Required work |
The answer is the set of lines that include "single", copied from the data below.

Listed records |
┌────────
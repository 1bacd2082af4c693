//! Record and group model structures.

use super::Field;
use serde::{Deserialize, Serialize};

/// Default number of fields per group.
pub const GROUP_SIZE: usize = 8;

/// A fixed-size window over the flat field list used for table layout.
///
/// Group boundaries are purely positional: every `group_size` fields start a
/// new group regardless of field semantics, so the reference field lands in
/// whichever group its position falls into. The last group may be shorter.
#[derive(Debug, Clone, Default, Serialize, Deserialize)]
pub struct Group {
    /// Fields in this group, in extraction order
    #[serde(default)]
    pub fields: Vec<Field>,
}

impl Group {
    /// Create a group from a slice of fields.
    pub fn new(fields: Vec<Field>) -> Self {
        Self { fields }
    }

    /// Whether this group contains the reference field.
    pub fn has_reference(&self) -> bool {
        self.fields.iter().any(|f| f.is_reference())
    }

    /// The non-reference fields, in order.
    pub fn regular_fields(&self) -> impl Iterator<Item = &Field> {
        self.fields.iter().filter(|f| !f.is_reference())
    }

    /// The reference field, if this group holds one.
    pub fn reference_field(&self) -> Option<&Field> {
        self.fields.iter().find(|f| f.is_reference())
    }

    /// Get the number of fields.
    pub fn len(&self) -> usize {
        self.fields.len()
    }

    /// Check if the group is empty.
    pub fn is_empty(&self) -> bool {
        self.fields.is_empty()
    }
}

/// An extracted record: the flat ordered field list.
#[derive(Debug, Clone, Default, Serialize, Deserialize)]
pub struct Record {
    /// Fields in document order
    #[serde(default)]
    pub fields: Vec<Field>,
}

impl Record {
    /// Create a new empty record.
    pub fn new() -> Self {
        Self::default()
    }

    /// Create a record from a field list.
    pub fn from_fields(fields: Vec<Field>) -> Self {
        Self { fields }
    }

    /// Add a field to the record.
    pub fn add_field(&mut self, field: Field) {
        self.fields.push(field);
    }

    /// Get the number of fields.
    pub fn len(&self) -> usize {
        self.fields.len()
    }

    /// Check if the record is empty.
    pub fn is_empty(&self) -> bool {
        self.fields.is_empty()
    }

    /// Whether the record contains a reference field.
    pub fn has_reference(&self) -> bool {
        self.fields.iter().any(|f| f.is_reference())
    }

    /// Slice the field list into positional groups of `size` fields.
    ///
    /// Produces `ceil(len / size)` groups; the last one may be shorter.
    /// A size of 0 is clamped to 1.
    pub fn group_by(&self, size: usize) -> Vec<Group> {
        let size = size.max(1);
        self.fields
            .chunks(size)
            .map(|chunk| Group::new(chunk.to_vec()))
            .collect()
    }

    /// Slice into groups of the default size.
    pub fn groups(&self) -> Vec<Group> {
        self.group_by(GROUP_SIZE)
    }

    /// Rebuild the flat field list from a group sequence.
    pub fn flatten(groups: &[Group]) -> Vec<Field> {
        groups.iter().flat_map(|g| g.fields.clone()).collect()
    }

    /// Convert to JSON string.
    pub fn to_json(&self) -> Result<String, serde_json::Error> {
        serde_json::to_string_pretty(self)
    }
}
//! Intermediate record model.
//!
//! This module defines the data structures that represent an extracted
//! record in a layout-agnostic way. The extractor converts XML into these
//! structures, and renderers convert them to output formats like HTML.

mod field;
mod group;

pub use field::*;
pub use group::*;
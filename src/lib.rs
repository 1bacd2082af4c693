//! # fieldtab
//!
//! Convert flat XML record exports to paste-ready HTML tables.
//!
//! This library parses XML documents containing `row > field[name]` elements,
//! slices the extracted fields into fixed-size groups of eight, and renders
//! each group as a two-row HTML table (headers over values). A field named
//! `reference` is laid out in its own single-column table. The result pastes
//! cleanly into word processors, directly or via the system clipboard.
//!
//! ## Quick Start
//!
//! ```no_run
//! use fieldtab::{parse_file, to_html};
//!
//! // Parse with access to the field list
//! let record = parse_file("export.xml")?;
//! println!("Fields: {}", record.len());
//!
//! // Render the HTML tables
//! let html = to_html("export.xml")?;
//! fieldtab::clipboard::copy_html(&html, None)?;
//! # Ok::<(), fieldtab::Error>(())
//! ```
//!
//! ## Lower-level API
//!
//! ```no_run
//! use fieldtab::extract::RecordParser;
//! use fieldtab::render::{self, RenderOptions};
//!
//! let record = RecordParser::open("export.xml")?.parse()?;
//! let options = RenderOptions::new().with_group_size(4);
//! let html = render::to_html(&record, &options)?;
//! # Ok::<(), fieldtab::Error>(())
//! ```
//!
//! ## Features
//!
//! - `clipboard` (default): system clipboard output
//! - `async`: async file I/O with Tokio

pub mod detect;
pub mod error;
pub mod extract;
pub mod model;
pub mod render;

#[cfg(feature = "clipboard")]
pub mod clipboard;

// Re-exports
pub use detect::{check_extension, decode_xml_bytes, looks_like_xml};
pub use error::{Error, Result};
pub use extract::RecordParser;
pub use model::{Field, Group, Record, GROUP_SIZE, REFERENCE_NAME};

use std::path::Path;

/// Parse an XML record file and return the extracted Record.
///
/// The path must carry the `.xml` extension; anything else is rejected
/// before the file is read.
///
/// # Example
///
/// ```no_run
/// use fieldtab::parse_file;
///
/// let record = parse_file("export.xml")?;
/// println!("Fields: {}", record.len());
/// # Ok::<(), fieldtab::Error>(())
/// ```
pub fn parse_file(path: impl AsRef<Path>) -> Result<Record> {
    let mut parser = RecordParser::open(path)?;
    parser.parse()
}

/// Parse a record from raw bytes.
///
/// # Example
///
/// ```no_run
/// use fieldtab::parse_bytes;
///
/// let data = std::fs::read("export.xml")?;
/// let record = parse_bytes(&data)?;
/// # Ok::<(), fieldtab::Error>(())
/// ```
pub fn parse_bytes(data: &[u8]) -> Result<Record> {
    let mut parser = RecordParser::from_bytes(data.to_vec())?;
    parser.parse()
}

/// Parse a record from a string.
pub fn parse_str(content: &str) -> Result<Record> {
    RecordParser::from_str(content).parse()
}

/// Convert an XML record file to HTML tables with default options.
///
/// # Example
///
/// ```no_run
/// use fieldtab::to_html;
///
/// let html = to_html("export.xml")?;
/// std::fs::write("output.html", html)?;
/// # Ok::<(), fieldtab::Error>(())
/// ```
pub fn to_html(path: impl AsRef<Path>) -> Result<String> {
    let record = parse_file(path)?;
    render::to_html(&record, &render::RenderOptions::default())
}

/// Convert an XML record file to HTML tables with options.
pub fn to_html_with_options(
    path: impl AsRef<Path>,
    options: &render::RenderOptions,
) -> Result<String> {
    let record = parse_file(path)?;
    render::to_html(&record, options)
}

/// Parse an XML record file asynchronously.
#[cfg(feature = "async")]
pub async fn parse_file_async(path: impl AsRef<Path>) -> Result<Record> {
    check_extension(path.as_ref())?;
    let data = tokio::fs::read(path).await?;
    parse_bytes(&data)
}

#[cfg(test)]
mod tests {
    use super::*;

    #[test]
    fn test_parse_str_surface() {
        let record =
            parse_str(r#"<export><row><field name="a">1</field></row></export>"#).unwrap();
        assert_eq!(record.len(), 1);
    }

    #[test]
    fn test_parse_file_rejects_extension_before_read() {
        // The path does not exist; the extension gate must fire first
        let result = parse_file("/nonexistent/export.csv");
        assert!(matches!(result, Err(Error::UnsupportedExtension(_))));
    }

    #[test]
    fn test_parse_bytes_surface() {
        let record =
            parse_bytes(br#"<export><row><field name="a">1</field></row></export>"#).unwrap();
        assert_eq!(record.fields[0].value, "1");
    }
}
└────────
┌────────
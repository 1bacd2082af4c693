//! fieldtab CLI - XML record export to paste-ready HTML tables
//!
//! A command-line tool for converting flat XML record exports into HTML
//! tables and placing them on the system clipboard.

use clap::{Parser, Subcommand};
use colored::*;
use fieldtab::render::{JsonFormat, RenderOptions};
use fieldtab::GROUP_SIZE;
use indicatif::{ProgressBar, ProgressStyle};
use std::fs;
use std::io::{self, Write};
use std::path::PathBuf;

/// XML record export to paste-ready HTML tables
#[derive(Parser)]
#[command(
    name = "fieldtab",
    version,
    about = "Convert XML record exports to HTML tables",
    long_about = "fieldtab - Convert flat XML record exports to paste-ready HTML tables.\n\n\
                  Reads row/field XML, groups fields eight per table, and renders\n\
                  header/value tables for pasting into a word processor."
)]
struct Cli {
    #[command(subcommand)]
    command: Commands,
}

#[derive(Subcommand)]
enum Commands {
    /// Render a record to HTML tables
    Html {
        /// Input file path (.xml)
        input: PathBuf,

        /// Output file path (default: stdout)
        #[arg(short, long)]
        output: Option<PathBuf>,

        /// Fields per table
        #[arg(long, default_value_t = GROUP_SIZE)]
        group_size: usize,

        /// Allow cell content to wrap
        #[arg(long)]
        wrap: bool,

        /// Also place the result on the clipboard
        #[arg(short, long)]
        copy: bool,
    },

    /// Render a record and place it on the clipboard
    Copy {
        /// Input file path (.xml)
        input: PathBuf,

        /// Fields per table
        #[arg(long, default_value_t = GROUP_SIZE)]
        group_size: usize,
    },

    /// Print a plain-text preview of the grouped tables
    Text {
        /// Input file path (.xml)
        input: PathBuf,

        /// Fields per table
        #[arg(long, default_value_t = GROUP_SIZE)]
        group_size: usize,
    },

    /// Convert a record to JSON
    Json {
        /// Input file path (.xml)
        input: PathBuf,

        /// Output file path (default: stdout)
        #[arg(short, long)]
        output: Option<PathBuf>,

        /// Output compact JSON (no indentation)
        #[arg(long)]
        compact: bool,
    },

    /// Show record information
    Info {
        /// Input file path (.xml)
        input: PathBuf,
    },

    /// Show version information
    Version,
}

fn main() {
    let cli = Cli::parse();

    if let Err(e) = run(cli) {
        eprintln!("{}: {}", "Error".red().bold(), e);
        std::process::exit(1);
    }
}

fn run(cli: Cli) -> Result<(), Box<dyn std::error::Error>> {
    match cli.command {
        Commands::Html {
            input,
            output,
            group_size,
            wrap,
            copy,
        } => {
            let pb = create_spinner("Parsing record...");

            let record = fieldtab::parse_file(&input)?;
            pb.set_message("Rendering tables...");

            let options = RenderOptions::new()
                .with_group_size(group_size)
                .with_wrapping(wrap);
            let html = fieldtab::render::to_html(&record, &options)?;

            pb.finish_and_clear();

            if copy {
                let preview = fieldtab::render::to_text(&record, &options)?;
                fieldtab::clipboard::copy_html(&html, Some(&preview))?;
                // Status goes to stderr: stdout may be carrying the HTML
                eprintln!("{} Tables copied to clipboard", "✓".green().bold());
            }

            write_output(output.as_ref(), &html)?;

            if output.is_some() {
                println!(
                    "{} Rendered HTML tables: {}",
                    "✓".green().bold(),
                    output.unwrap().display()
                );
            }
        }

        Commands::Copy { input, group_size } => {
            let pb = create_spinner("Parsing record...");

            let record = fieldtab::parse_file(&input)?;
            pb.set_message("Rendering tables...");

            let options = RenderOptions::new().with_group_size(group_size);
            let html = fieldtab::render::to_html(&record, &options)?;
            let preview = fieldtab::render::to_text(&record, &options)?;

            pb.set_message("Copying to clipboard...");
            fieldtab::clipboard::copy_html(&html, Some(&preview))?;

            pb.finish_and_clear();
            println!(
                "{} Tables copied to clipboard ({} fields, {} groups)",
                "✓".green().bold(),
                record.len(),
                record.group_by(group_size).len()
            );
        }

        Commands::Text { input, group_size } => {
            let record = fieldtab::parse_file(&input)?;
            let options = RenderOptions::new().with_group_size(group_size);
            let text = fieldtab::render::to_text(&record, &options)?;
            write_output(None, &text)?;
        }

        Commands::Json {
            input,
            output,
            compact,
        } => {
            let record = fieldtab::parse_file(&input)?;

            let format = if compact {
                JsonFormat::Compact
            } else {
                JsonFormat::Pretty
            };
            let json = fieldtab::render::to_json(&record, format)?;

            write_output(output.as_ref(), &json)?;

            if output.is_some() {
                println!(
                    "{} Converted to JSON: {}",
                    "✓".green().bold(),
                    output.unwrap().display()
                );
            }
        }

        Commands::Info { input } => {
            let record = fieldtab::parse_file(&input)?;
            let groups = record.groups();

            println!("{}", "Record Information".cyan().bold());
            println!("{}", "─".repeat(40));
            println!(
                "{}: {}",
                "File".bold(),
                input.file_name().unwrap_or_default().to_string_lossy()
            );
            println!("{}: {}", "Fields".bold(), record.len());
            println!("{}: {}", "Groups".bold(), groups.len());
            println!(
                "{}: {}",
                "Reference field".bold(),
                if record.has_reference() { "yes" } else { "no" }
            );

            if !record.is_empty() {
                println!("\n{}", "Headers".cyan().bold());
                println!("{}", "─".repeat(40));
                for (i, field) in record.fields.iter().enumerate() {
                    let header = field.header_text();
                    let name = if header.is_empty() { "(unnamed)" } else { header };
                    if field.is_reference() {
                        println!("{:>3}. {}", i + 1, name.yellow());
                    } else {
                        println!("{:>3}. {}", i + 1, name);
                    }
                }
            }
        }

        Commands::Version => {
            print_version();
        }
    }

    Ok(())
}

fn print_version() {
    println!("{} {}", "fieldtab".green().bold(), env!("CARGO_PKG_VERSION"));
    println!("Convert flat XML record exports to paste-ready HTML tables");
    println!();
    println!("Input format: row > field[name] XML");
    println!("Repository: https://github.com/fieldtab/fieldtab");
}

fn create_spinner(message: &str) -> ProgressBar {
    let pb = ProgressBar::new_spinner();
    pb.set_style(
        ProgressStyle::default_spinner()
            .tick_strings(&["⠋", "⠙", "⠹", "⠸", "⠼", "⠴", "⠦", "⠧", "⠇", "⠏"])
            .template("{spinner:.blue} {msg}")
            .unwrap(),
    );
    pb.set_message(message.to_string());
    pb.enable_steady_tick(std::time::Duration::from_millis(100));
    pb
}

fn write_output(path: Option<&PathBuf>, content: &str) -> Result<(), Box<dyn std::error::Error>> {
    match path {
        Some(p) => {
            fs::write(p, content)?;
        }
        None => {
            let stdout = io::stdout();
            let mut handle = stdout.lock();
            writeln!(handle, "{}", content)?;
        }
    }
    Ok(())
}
└────────
┌────────
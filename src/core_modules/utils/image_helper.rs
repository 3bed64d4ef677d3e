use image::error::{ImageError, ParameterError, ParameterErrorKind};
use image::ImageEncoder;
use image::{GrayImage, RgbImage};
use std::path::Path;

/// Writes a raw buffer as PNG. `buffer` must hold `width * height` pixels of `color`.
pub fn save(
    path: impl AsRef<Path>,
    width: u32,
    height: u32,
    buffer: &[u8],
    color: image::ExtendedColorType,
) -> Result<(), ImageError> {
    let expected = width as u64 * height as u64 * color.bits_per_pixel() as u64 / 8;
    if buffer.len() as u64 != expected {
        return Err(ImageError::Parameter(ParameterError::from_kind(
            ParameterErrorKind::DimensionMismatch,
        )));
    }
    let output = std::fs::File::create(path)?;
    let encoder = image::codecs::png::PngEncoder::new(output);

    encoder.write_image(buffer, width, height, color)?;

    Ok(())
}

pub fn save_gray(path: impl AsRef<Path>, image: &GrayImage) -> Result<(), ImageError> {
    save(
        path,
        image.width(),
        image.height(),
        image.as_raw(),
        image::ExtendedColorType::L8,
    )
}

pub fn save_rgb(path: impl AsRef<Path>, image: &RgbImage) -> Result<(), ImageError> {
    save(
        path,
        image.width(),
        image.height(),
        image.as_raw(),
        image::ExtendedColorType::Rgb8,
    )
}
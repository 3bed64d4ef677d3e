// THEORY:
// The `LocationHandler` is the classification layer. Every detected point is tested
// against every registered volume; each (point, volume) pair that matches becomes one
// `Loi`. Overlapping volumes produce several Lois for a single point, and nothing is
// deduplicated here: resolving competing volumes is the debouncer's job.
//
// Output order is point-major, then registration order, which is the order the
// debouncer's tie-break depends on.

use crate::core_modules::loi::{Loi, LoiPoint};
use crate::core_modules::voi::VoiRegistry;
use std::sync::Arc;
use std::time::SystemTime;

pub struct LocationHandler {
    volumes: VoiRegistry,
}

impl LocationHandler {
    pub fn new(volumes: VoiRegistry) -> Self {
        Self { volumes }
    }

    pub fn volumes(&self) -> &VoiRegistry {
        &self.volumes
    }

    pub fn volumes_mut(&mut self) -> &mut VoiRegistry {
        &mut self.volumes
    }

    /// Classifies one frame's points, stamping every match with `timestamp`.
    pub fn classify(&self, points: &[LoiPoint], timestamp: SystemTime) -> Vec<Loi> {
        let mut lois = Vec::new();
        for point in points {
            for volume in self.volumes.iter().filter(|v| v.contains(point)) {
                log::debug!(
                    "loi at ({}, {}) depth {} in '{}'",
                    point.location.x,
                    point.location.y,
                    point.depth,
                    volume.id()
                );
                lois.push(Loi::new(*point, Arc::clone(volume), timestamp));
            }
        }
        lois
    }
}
└────────
Task response |
//! `reference` is laid out in its own single-column table. The result pastes
// `Loi`. Overlapping volumes produce several Lois for a single point, and nothing is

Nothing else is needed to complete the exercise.